**EXERCISE DESCRIPTION**
Write out every entry exactly as it stands.

**THE RECORDS**
——

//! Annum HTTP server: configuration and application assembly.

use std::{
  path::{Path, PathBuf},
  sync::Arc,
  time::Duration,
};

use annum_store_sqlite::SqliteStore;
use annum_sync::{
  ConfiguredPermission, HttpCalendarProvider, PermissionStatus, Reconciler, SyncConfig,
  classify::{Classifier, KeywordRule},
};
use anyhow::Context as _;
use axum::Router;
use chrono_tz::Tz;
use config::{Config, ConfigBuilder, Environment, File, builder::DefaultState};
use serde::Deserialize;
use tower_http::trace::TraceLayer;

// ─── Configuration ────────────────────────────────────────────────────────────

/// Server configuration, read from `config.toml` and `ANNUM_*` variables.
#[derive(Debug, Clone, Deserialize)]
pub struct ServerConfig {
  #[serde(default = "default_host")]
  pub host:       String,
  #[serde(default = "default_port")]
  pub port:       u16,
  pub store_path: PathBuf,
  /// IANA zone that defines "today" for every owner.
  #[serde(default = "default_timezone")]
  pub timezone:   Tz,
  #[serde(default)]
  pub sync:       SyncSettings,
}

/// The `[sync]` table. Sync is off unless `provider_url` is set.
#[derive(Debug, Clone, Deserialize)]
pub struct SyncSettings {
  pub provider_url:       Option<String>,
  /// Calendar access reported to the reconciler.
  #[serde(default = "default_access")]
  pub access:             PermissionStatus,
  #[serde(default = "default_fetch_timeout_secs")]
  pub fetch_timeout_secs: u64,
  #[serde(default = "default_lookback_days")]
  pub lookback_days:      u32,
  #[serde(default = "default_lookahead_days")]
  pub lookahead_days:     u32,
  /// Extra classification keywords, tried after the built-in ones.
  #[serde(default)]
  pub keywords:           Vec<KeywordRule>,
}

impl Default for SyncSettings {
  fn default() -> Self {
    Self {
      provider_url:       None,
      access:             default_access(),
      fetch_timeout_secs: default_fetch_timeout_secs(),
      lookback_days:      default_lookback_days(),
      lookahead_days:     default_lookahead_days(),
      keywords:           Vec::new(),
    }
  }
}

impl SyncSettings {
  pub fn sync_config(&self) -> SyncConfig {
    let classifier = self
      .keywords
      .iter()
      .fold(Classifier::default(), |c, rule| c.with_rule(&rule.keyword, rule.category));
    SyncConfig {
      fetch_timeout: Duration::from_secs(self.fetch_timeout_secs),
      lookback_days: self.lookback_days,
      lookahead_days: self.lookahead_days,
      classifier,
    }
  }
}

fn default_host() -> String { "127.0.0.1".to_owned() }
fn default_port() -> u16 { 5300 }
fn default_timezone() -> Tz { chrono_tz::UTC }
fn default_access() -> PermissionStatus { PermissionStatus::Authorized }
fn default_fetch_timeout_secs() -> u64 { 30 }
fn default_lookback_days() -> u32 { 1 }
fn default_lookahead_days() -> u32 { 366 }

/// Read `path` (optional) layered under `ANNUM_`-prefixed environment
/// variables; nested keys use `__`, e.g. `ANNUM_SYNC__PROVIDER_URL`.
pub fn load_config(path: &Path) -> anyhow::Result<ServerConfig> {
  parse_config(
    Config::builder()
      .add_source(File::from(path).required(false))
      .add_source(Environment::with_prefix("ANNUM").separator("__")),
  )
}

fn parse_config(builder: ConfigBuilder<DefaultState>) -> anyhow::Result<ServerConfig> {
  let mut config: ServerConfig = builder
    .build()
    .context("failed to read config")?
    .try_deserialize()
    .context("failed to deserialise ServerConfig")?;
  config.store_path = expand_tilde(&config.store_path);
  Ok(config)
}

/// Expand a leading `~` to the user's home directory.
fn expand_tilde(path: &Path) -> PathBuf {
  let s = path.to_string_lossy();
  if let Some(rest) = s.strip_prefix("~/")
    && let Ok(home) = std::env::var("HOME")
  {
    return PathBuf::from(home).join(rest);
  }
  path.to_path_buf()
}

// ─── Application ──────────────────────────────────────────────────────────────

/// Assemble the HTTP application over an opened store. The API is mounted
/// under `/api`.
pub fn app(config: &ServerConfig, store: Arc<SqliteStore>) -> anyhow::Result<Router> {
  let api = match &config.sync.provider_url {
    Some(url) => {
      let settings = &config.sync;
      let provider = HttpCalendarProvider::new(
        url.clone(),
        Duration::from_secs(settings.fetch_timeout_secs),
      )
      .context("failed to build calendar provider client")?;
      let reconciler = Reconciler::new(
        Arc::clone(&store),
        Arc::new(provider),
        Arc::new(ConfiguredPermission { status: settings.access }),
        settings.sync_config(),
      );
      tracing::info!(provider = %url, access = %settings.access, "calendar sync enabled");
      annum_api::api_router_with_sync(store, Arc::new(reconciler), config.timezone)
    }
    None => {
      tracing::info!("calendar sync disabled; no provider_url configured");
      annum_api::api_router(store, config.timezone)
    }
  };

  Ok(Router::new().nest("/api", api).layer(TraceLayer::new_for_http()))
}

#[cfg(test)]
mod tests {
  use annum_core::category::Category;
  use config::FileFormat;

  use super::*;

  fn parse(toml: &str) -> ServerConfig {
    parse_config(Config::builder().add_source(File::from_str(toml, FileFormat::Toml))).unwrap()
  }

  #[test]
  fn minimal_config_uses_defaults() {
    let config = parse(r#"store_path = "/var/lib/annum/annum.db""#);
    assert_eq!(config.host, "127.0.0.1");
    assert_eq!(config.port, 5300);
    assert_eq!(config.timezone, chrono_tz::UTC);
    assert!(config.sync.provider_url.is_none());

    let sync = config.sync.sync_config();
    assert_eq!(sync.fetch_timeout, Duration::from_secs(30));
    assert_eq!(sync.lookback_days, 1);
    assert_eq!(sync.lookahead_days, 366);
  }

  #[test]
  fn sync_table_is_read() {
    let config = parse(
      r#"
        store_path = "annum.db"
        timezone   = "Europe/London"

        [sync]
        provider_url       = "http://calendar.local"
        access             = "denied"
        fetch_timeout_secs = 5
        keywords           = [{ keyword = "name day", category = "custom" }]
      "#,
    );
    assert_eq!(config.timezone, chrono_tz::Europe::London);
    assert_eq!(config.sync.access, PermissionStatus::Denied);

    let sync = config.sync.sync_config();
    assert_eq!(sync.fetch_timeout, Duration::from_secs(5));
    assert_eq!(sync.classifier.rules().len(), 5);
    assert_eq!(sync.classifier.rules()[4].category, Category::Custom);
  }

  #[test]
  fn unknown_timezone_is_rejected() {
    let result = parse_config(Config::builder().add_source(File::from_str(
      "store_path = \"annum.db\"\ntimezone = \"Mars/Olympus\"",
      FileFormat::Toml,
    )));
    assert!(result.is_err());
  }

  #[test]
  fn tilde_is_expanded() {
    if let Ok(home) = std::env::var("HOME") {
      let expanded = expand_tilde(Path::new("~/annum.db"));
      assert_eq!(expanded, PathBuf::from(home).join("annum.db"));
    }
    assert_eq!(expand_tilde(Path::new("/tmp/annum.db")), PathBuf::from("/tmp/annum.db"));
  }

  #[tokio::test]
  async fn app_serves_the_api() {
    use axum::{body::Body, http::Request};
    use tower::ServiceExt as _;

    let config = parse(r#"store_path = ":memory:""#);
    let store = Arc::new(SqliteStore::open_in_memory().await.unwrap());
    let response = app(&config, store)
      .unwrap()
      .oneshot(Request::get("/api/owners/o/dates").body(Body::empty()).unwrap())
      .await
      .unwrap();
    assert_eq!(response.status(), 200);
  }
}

——

**WRITTEN ANSWER**
//! Annum HTTP server: configuration and application assembly.

use std::{
  path::{Path, PathBuf},
  sync::Arc,
  time::Duration,
};

use annum_store_sqlite::SqliteStore;
use annum_sync::{
  ConfiguredPermission, HttpCalendarProvider, PermissionStatus, Reconciler, SyncConfig,
  classify::{Classifier, KeywordRule},
};
use anyhow::Context as _;
use axum::Router;
use chrono_tz::Tz;
use config::{Config, ConfigBuilder, Environment, File, builder::DefaultState};
use serde::Deserialize;
use tower_http::trace::TraceLayer;

// ─── Configuration ────────────────────────────────────────────────────────────

/// Server configuration, read from `config.toml` and `ANNUM_*` variables.
#[derive(Debug, Clone, Deserialize)]
pub struct ServerConfig {
  #[serde(default = "default_host")]
  pub host:       String,
  #[serde(default = "default_port")]
  pub port:       u16,
  pub store_path: PathBuf,
  /// IANA zone that defines "today" for every owner.
  #[serde(default = "default_timezone")]
  pub timezone:   Tz,
  #[serde(default)]
  pub sync:       SyncSettings,
}

/// The `[sync]` table. Sync is off unless `provider_url` is set.
#[derive(Debug, Clone, Deserialize)]
pub struct SyncSettings {
  pub provider_url:       Option<String>,
  /// Calendar access reported to the reconciler.
  #[serde(default = "default_access")]
  pub access:             PermissionStatus,
  #[serde(default = "default_fetch_timeout_secs")]
  pub fetch_timeout_secs: u64,
  #[serde(default = "default_lookback_days")]
  pub lookback_days:      u32,
  #[serde(default = "default_lookahead_days")]
  pub lookahead_days:     u32,
  /// Extra classification keywords, tried after the built-in ones.
  #[serde(default)]
  pub keywords:           Vec<KeywordRule>,
}

impl Default for SyncSettings {
  fn default() -> Self {
    Self {
      provider_url:       None,
      access:             default_access(),
      fetch_timeout_secs: default_fetch_timeout_secs(),
      lookback_days:      default_lookback_days(),
      lookahead_days:     default_lookahead_days(),
      keywords:           Vec::new(),
    }
  }
}

impl SyncSettings {
  pub fn sync_config(&self) -> SyncConfig {
    let classifier = self
      .keywords
      .iter()
      .fold(Classifier::default(), |c, rule| c.with_rule(&rule.keyword, rule.category));
    SyncConfig {
      fetch_timeout: Duration::from_secs(self.fetch_timeout_secs),
      lookback_days: self.lookback_days,
      lookahead_days: self.lookahead_days,
      classifier,
    }
  }
}

fn default_host() -> String { "127.0.0.1".to_owned() }
fn default_port() -> u16 { 5300 }
fn default_timezone() -> Tz { chrono_tz::UTC }
fn default_access() -> PermissionStatus { PermissionStatus::Authorized }
fn default_fetch_timeout_secs() -> u64 { 30 }
fn default_lookback_days() -> u32 { 1 }
fn default_lookahead_days() -> u32 { 366 }

/// Read `path` (optional) layered under `ANNUM_`-prefixed environment
/// variables; nested keys use `__`, e.g. `ANNUM_SYNC__PROVIDER_URL`.
pub fn load_config(path: &Path) -> anyhow::Result<ServerConfig> {
  parse_config(
    Config::builder()
      .add_source(File::from(path).required(false))
      .add_source(Environment::with_prefix("ANNUM").separator("__")),
  )
}

fn parse_config(builder: ConfigBuilder<DefaultState>) -> anyhow::Result<ServerConfig> {
  let mut config: ServerConfig = builder
    .build()
    .context("failed to read config")?
    .try_deserialize()
    .context("failed to deserialise ServerConfig")?;
  config.store_path = expand_tilde(&config.store_path);
  Ok(config)
}

/// Expand a leading `~` to the user's home directory.
fn expand_tilde(path: &Path) -> PathBuf {
  let s = path.to_string_lossy();
  if let Some(rest) = s.strip_prefix("~/")
    && let Ok(home) = std::env::var("HOME")
  {
    return PathBuf::from(home).join(rest);
  }
  path.to_path_buf()
}

// ─── Application ──────────────────────────────────────────────────────────────

/// Assemble the HTTP application over an opened store. The API is mounted
/// under `/api`.
pub fn app(config: &ServerConfig, store: Arc<SqliteStore>) -> anyhow::Result<Router> {
  let api = match &config.sync.provider_url {
    Some(url) => {
      let settings = &config.sync;
      let provider = HttpCalendarProvider::new(
        url.clone(),
        Duration::from_secs(settings.fetch_timeout_secs),
      )
      .context("failed to build calendar provider client")?;
      let reconciler = Reconciler::new(
        Arc::clone(&store),
        Arc::new(provider),
        Arc::new(ConfiguredPermission { status: settings.access }),
        settings.sync_config(),
      );
      tracing::info!(provider = %url, access = %settings.access, "calendar sync enabled");
      annum_api::api_router_with_sync(store, Arc::new(reconciler), config.timezone)
    }
    None => {
      tracing::info!("calendar sync disabled; no provider_url configured");
      annum_api::api_router(store, config.timezone)
    }
  };

  Ok(Router::new().nest("/api", api).layer(TraceLayer::new_for_http()))
}

#[cfg(test)]
mod tests {
  use annum_core::category::Category;
  use config::FileFormat;

  use super::*;

  fn parse(toml: &str) -> ServerConfig {
    parse_config(Config::builder().add_source(File::from_str(toml, FileFormat::Toml))).unwrap()
  }

  #[test]
  fn minimal_config_uses_defaults() {
    let config = parse(r#"store_path = "/var/lib/annum/annum.db""#);
    assert_eq!(config.host, "127.0.0.1");
    assert_eq!(config.port, 5300);
    assert_eq!(config.timezone, chrono_tz::UTC);
    assert!(config.sync.provider_url.is_none());

    let sync = config.sync.sync_config();
    assert_eq!(sync.fetch_timeout, Duration::from_secs(30));
    assert_eq!(sync.lookback_days, 1);
    assert_eq!(sync.lookahead_days, 366);
  }

  #[test]
  fn sync_table_is_read() {
    let config = parse(
      r#"
        store_path = "annum.db"
        timezone   = "Europe/London"

        [sync]
        provider_url       = "http://calendar.local"
        access             = "denied"
        fetch_timeout_secs = 5
        keywords           = [{ keyword = "name day", category = "custom" }]
      "#,
    );
    assert_eq!(config.timezone, chrono_tz::Europe::London);
    assert_eq!(config.sync.access, PermissionStatus::Denied);

    let sync = config.sync.sync_config();
    assert_eq!(sync.fetch_timeout, Duration::from_secs(5));
    assert_eq!(sync.classifier.rules().len(), 5);
    assert_eq!(sync.classifier.rules()[4].category, Category::Custom);
  }

  #[test]
  fn unknown_timezone_is_rejected() {
    let result = parse_config(Config::builder().add_source(File::from_str(
      "store_path = \"annum.db\"\ntimezone = \"Mars/Olympus\"",
      FileFormat::Toml,
    )));
    assert!(result.is_err());
  }

  #[test]
  fn tilde_is_expanded() {
    if let Ok(home) = std::env::var("HOME") {
      let expanded = expand_tilde(Path::new("~/annum.db"));
      assert_eq!(expanded, PathBuf::from(home).join("annum.db"));
    }
    assert_eq!(expand_tilde(Path::new("/tmp/annum.db")), PathBuf::from("/tmp/annum.db"));
  }

  #[tokio::test]
  async fn app_serves_the_api() {
    use axum::{body::Body, http::Request};
    use tower::ServiceExt as _;

    let config = parse(r#"store_path = ":memory:""#);
    let store = Arc::new(SqliteStore::open_in_memory().await.unwrap());
    let response = app(&config, store)
      .unwrap()
      .oneshot(Request::get("/api/owners/o/dates").body(Body::empty()).unwrap())
      .await
      .unwrap();
    assert_eq!(response.status(), 200);
  }
}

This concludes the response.